At the old town of Bellemont, just off the I-40, the Original ‘No-Vacancy’ motel sign still stands right beside a Harley Davidson dealership. Wyatt and Billy ride customised vintage WWII models painted by iconic bike designers in LA. Billy’s has a fire theme that goes with his Native American buckskin trousers and bushman hat; Wyatt’s has the Stars and Stripes painted on the gas tank, which is why he is sometimes referred to as Captain America.

‘Get a haircut!’
Also in Bellemont is the Pine Breeze Motel, where Billy and Wyatt get turned down and helpfully advised to ‘get a haircut’. It’s more of a gas station now, though the back building is still there. It is also unlikely you will be turned down for having long hair today. Rumour has it that the current owner of Pine Breeze allows people to camp in the old building, where Billy and Wyatt could not. For less adventurous riders, the Americana Inn a few miles back in Flagstaff, where the crew stayed during production. True Easy Riders devotees can ride past Bellemont and try to camp by the side of the road like our protagonists were forced to do.

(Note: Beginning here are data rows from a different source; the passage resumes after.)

use std::time::Duration;

use async_trait::async_trait;
use reqwest::Client;
use serde_json::{json, Value};

use crate::core_types::{GeneratedTurn, StopReason};
use crate::errors::AgentError;
use crate::generator::{GenerationParams, Generator};

/// Client for an OpenAI-compatible `/completions` endpoint.
///
/// Targets batch-capable servers in the vLLM mold: the request carries the
/// whole prompt array, choices come back tagged with their batch `index`,
/// and the non-standard `stop_reason` field names the stop string a choice
/// ended on. A choice without a string `stop_reason` counts as
/// [`StopReason::Other`].
#[derive(Debug, Clone)]
pub struct HttpGenerator {
    client: Client,
    api_base: String,
    model: String,
    api_key: Option<String>,
}

impl HttpGenerator {
    pub fn new(api_base: String, model: String) -> Self {
        Self {
            client: Client::new(),
            api_base: api_base.trim_end_matches('/').to_string(),
            model,
            api_key: None,
        }
    }

    pub fn with_api_key(mut self, api_key: String) -> Self {
        self.api_key = Some(api_key);
        self
    }

    pub fn with_timeout(mut self, timeout: Duration) -> Self {
        self.client = Client::builder()
            .timeout(timeout)
            .build()
            .unwrap_or_else(|_| Client::new());
        self
    }

    fn build_request_body(&self, prompts: &[String], params: &GenerationParams) -> Value {
        let mut body = json!({
            "model": self.model,
            "prompt": prompts,
            "max_tokens": params.max_tokens,
            "temperature": params.temperature,
            "top_p": params.top_p,
        });

        if !params.stop.is_empty() {
            body["stop"] = json!(params.stop);
        }

        body
    }

    fn parse_response(&self, response: &Value, expected: usize) -> Result<Vec<GeneratedTurn>, AgentError> {
        let choices = response
            .get("choices")
            .and_then(|c| c.as_array())
            .ok_or_else(|| {
                AgentError::GenerationError("Response missing 'choices' array".to_string())
            })?;

        let mut turns: Vec<Option<GeneratedTurn>> = vec![None; expected];
        for choice in choices {
            let index = choice
                .get("index")
                .and_then(|i| i.as_u64())
                .ok_or_else(|| {
                    AgentError::GenerationError("Choice missing 'index'".to_string())
                })? as usize;
            if index >= expected {
                return Err(AgentError::GenerationError(format!(
                    "Choice index {} out of range for batch of {}",
                    index, expected
                )));
            }

            let completion = choice
                .get("text")
                .and_then(|t| t.as_str())
                .unwrap_or("")
                .to_string();
            let stop_reason = match choice.get("stop_reason") {
                Some(Value::String(s)) => StopReason::StopSequence(s.clone()),
                _ => StopReason::Other,
            };

            turns[index] = Some(GeneratedTurn {
                completion,
                stop_reason,
            });
        }

        let turns: Vec<GeneratedTurn> = turns.into_iter().flatten().collect();
        if turns.len() != expected {
            return Err(AgentError::BatchMismatch {
                expected,
                got: turns.len(),
            });
        }
        Ok(turns)
    }
}

#[async_trait]
impl Generator for HttpGenerator {
    async fn generate(
        &self,
        prompts: &[String],
        params: &GenerationParams,
    ) -> Result<Vec<GeneratedTurn>, AgentError> {
        let url = format!("{}/completions", self.api_base);
        let body = self.build_request_body(prompts, params);

        log::debug!("Completion request to {} for {} prompt(s)", url, prompts.len());

        let mut request = self
            .client
            .post(&url)
            .header("Content-Type", "application/json")
            .json(&body);
        if let Some(api_key) = &self.api_key {
            request = request.header("Authorization", format!("Bearer {}", api_key));
        }

        let response = request
            .send()
            .await
            .map_err(|e| AgentError::GenerationError(format!("HTTP request failed: {}", e)))?;

        let status = response.status();
        let response_text = response
            .text()
            .await
            .map_err(|e| AgentError::GenerationError(format!("Failed to read response: {}", e)))?;

        log::debug!("Completion response ({}): {}", status, response_text);

        if !status.is_success() {
            return Err(AgentError::GenerationError(format!(
                "API request failed with status {}: {}",
                status, response_text
            )));
        }

        let response_json: Value = serde_json::from_str(&response_text)
            .map_err(|e| AgentError::GenerationError(format!("Invalid JSON response: {}", e)))?;

        self.parse_response(&response_json, prompts.len())
    }
}

#[cfg(test)]
mod tests {
    use super::*;
    use crate::test_utils::MockCompletionsServer;

    fn generator(api_base: String) -> HttpGenerator {
        HttpGenerator::new(api_base, "test-model".to_string())
    }

    #[test]
    fn parse_restores_batch_order_from_choice_index() {
        let response = json!({
            "choices": [
                {"index": 1, "text": " second", "finish_reason": "stop", "stop_reason": "</code>"},
                {"index": 0, "text": " first", "finish_reason": "stop", "stop_reason": null},
            ]
        });

        let g = generator("http://unused".to_string());
        let turns = g.parse_response(&response, 2).unwrap();
        assert_eq!(turns[0].completion, " first");
        assert_eq!(turns[0].stop_reason, StopReason::Other);
        assert_eq!(turns[1].completion, " second");
        assert_eq!(
            turns[1].stop_reason,
            StopReason::StopSequence("</code>".to_string())
        );
    }

    #[test]
    fn parse_rejects_short_batches() {
        let response = json!({
            "choices": [{"index": 0, "text": "only one", "stop_reason": null}]
        });

        let g = generator("http://unused".to_string());
        let err = g.parse_response(&response, 2).unwrap_err();
        assert!(matches!(err, AgentError::BatchMismatch { expected: 2, got: 1 }));
    }

    #[test]
    fn parse_rejects_out_of_range_index() {
        let response = json!({
            "choices": [{"index": 5, "text": "x", "stop_reason": null}]
        });

        let g = generator("http://unused".to_string());
        assert!(g.parse_response(&response, 1).is_err());
    }

    #[test]
    fn integer_stop_reason_counts_as_other() {
        // vLLM reports stop-token hits as integers; only string stop
        // reasons identify a matched stop string.
        let response = json!({
            "choices": [{"index": 0, "text": "x", "stop_reason": 128001}]
        });

        let g = generator("http://unused".to_string());
        let turns = g.parse_response(&response, 1).unwrap();
        assert_eq!(turns[0].stop_reason, StopReason::Other);
    }

    #[tokio::test]
    async fn sends_batch_and_maps_stop_reasons() {
        let server = MockCompletionsServer::start(vec![Ok(json!({
            "id": "cmpl-1",
            "object": "text_completion",
            "choices": [
                {"index": 0, "text": "<code-hit>", "finish_reason": "stop", "stop_reason": "</code>"},
                {"index": 1, "text": "plain answer", "finish_reason": "stop", "stop_reason": null},
            ]
        }))])
        .await;

        let g = generator(server.address());
        let params = GenerationParams {
            stop: vec!["</code>".to_string()],
            ..Default::default()
        };
        let prompts = vec!["p0".to_string(), "p1".to_string()];
        let turns = g.generate(&prompts, &params).await.unwrap();

        assert_eq!(turns.len(), 2);
        assert!(turns[0].stop_reason.is_stop_sequence("</code>"));
        assert_eq!(turns[1].stop_reason, StopReason::Other);

        let requests = server.get_requests();
        assert_eq!(requests.len(), 1);
        assert_eq!(requests[0]["prompt"], json!(["p0", "p1"]));
        assert_eq!(requests[0]["stop"], json!(["</code>"]));
        assert_eq!(requests[0]["model"], json!("test-model"));

        server.shutdown().await;
    }

    #[tokio::test]
    async fn server_error_propagates_as_generation_error() {
        let server = MockCompletionsServer::start(vec![Err(AgentError::GenerationError(
            "scripted failure".to_string(),
        ))])
        .await;

        let g = generator(server.address());
        let err = g
            .generate(&["p".to_string()], &GenerationParams::default())
            .await
            .unwrap_err();
        assert!(matches!(err, AgentError::GenerationError(_)));

        server.shutdown().await;
    }
}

Head out of Bellemont towards Flagstaff, you can rejoin the historic Route 66 just before the town, but make sure to take Route 89 out of town towards the Wupatki National Monument. This is a desert national park scattered with ancient ruins of Pueblo settlements. There are three main Wuptaki buildings (the word means ‘tall house’ in Hopi) and a further 29 structures scattered around the national park. The most visited of them, the Wukoki ruins is certainly worth a stop. A long passage of the film was shot along the scenic drive through the national park.

Every film relies on a certain amount of suspended belief on the part of the viewer, and sadly one of the consequences of following the Easy Rider route, is that some of the fantasy is shattered. In the film, Wyatt and Billy ride out of Flagstaff, get gas and pick up a hippie hitchhiker at the Sacred Mountain Gas station on Route 89. The station is still there, but it’s a private home now. From 89, they turn off at Highway 160- the Navajo Trail. In the film this trail leads the riders to Wuptaki National Monument, but in reality, that is a good few miles back towards flagstaff.

Navajo Nation
The Navajo Trail does however, lead to Monument Valley, one of the most iconic settings of the American Mid West. Turn off Highway 160 in Kayenta and ride down the Scenic Highway 163 into the National Park and toward Utah. The ride between Flagstaff and Kayenta is through a dusty bit of desert with not much to see past Wuptaki, but the rider’s reward comes in the shape of giant monolithic mountains emerging from the red earth in Monument Valley.

These five square miles of desert in Arizona-Utah state line around the Highway 163 pretty much define what popular culture imagines the Wild West to be, because it has been the setting to so many films and pictures. The Valley is a part of Navajo Nation reservation in the Colorado Plateau. The main attractions at the valley are the buttes that rise up from the earth to a height of up to 1,800m, the layers of sediment varying in colour from deep read to blue-grey. Some of the buttes are as wide as mountains and look like giant tombstones lost in the desert; some are narrow like the fingers of the Navajo Deities pointing to the heavens.

If you take the trip, for maximum effect ensure you have a hippie riding behind you while listening to The Byrd’s ‘I wasn’t Born to Follow’.